Conselho aguarda representações contra deputados citados no caso Cachoeira
09/05/2012 - 17:40

O presidente do Conselho de Ética e Decoro Parlamentar, deputado José Carlos Araújo (PSD-BA), disse nesta quarta-feira que ainda não recebeu as acusações apresentadas na Corregedoria Parlamentar relativas aos deputados citados nas escutas telefônicas interceptadas pela Polícia Federal e que constam das investigações da Comissão Parlamentar Mista de Inquérito (CPMI) do Cachoeira.
Os deputados citados nas interceptações telefônicas da Operação Vegas foram Carlos Alberto Leréia (PSDB-GO) e Sandes Júnior (PP-GO). Há ainda uma representação contra Rubens Otoni (PT-GO), mas sob outra acusação, de ter recebido dinheiro para sua campanha eleitoral de 2004, quando era candidato a prefeito de Anápolis (GO). Cachoeira, na ocasião, pediu para que os recursos não fossem declarados.

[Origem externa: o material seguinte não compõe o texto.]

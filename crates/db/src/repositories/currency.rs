//! Currency and exchange-rate repository (C5's FX layer).

use chrono::NaiveDate;
use rust_decimal::Decimal;
use sea_orm::{ActiveModelTrait, ColumnTrait, DatabaseConnection, EntityTrait, QueryFilter, Set};

use zeltra_core::currency::{lookup_rate, ExchangeRate, RateType};
use zeltra_core::ledger::LedgerError;

use crate::entities::currency::{currencies, exchange_rates};

fn rate_type_str(t: RateType) -> &'static str {
    match t {
        RateType::Spot => "spot",
        RateType::Closing => "closing",
        RateType::Average => "average",
    }
}

fn parse_rate_type(s: &str) -> RateType {
    match s {
        "closing" => RateType::Closing,
        "average" => RateType::Average,
        _ => RateType::Spot,
    }
}

fn to_domain(model: exchange_rates::Model) -> ExchangeRate {
    ExchangeRate {
        currency: model.currency,
        date: model.date,
        rate_type: parse_rate_type(&model.rate_type),
        rate: model.rate,
        source: model.source,
    }
}

/// Repository for `currencies` and `exchange_rates`.
pub struct CurrencyRepository<'a> {
    db: &'a DatabaseConnection,
}

impl<'a> CurrencyRepository<'a> {
    /// Builds a repository bound to `db`.
    #[must_use]
    pub fn new(db: &'a DatabaseConnection) -> Self {
        Self { db }
    }

    /// Whether `code` is a currently-active currency.
    ///
    /// # Errors
    ///
    /// Returns [`LedgerError::Database`] on a persistence failure.
    pub async fn is_active(&self, code: &str) -> Result<bool, LedgerError> {
        currencies::Entity::find_by_id(code.to_string())
            .one(self.db)
            .await
            .map(|row| row.is_some_and(|r| r.is_active))
            .map_err(|e| LedgerError::Database(e.to_string()))
    }

    /// Registers a rate, overwriting any existing row at the same
    /// `(currency, date, rate_type)` key.
    ///
    /// # Errors
    ///
    /// Returns [`LedgerError::Database`] on a persistence failure.
    #[tracing::instrument(skip(self))]
    pub async fn record_rate(&self, rate: &ExchangeRate) -> Result<(), LedgerError> {
        use sea_orm::sea_query::OnConflict;

        let model = exchange_rates::ActiveModel {
            currency: Set(rate.currency.clone()),
            date: Set(rate.date),
            rate_type: Set(rate_type_str(rate.rate_type).to_string()),
            rate: Set(rate.rate),
            source: Set(rate.source.clone()),
        };
        exchange_rates::Entity::insert(model)
            .on_conflict(
                OnConflict::columns([
                    exchange_rates::Column::Currency,
                    exchange_rates::Column::Date,
                    exchange_rates::Column::RateType,
                ])
                .update_columns([exchange_rates::Column::Rate, exchange_rates::Column::Source])
                .to_owned(),
            )
            .exec(self.db)
            .await
            .map_err(|e| LedgerError::Database(e.to_string()))?;
        tracing::info!(currency = %rate.currency, rate = %rate.rate, "exchange rate recorded");
        Ok(())
    }

    /// Finds the rate effective for `currency`/`rate_type` as of `as_of`
    /// (nearest prior date), loading every recorded rate for the pair and
    /// delegating the selection to the pure
    /// [`zeltra_core::currency::lookup_rate`].
    ///
    /// # Errors
    ///
    /// Returns [`LedgerError::RateNotFound`] if no eligible rate exists,
    /// or [`LedgerError::Database`] on a persistence failure.
    pub async fn find_rate(
        &self,
        currency: &str,
        rate_type: RateType,
        as_of: NaiveDate,
    ) -> Result<Decimal, LedgerError> {
        let rows = exchange_rates::Entity::find()
            .filter(exchange_rates::Column::Currency.eq(currency))
            .filter(exchange_rates::Column::RateType.eq(rate_type_str(rate_type)))
            .all(self.db)
            .await
            .map_err(|e| LedgerError::Database(e.to_string()))?;
        let rates: Vec<ExchangeRate> = rows.into_iter().map(to_domain).collect();
        lookup_rate(&rates, currency, rate_type, as_of)
            .map(|r| r.rate)
            .ok_or_else(|| LedgerError::RateNotFound {
                currency: currency.to_string(),
                date: as_of,
                rate_type: rate_type_str(rate_type).to_string(),
            })
    }
}
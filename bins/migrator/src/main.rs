//! Database migration runner for Zeltra.
//!
//! Usage:
//!   migrator up      - Run all pending migrations
//!   migrator down    - Rollback last migration
//!   migrator status  - Show migration status
//!   migrator fresh   - Drop all tables and re-run migrations

use sea_orm_migration::prelude::*;
use zeltra_db::migration::Migrator;

#[tokio::main]
async fn main() {
    // Load .env file if present
    dotenvy::dotenv().ok();

    // Run the migrator CLI (it sets up its own tracing)
    cli::run_cli(Migrator).await;
}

O corregedor da Câmara, deputado Eduardo da Fonte (PP-PE), afirmou que só vai dar prosseguimento às representações quando receber as informações sobre as investigações que estão em poder do Supremo Tribunal Federal (STF).
"Regimentalmente, temos o prazo de 45 dias úteis, que pode ser prorrogado, para concluir o trabalho da comissão de sindicância, mas não acredito que seja necessário usar todo o tempo. Precisamos das informações do STF para ter acesso aos autos", declarou Eduardo da Fonte.
Acusados se defendem
Os acusados, no entanto, já divulgaram suas defesas. Rubens Otoni acredita que a publicação da conversa tem o objetivo de desviar a atenção das investigações da Operação Monte Carlo e de confundir a opinião pública. Segundo o deputado, a conversa divulgada aconteceu há oito anos, quando lideranças políticas e empresariais do município de Anápolis o procuraram de boa fé para ajudar Cachoeira em questões relacionadas à sua empresa de produtos farmacêuticos, a Vitapan.
Leréia admite ser amigo pessoal de Cachoeira, mas afirmou que não tem relação com a exploração de jogos ilegais que motivou a investigação sobre o empresário. Por meio de sua assessoria, o deputado disse que uma investigação da Procuradoria-Geral da República já concluiu que não existem “elementos mínimos” que demonstrem que ele tenha de fato participado do objeto da investigação da Operação Monte Carlo, da Polícia Federal.
Já Sandes Júnior informou que os diálogos divulgados em que ele e Cachoeira discutem o recebimento de cheques referem-se ao fim de um contrato de trabalho entre o deputado e uma estação de rádio, pelo qual ficou acertado o pagamento de verbas rescisórias em dez parcelas, por meio de dez cheques de R$ 50 mil.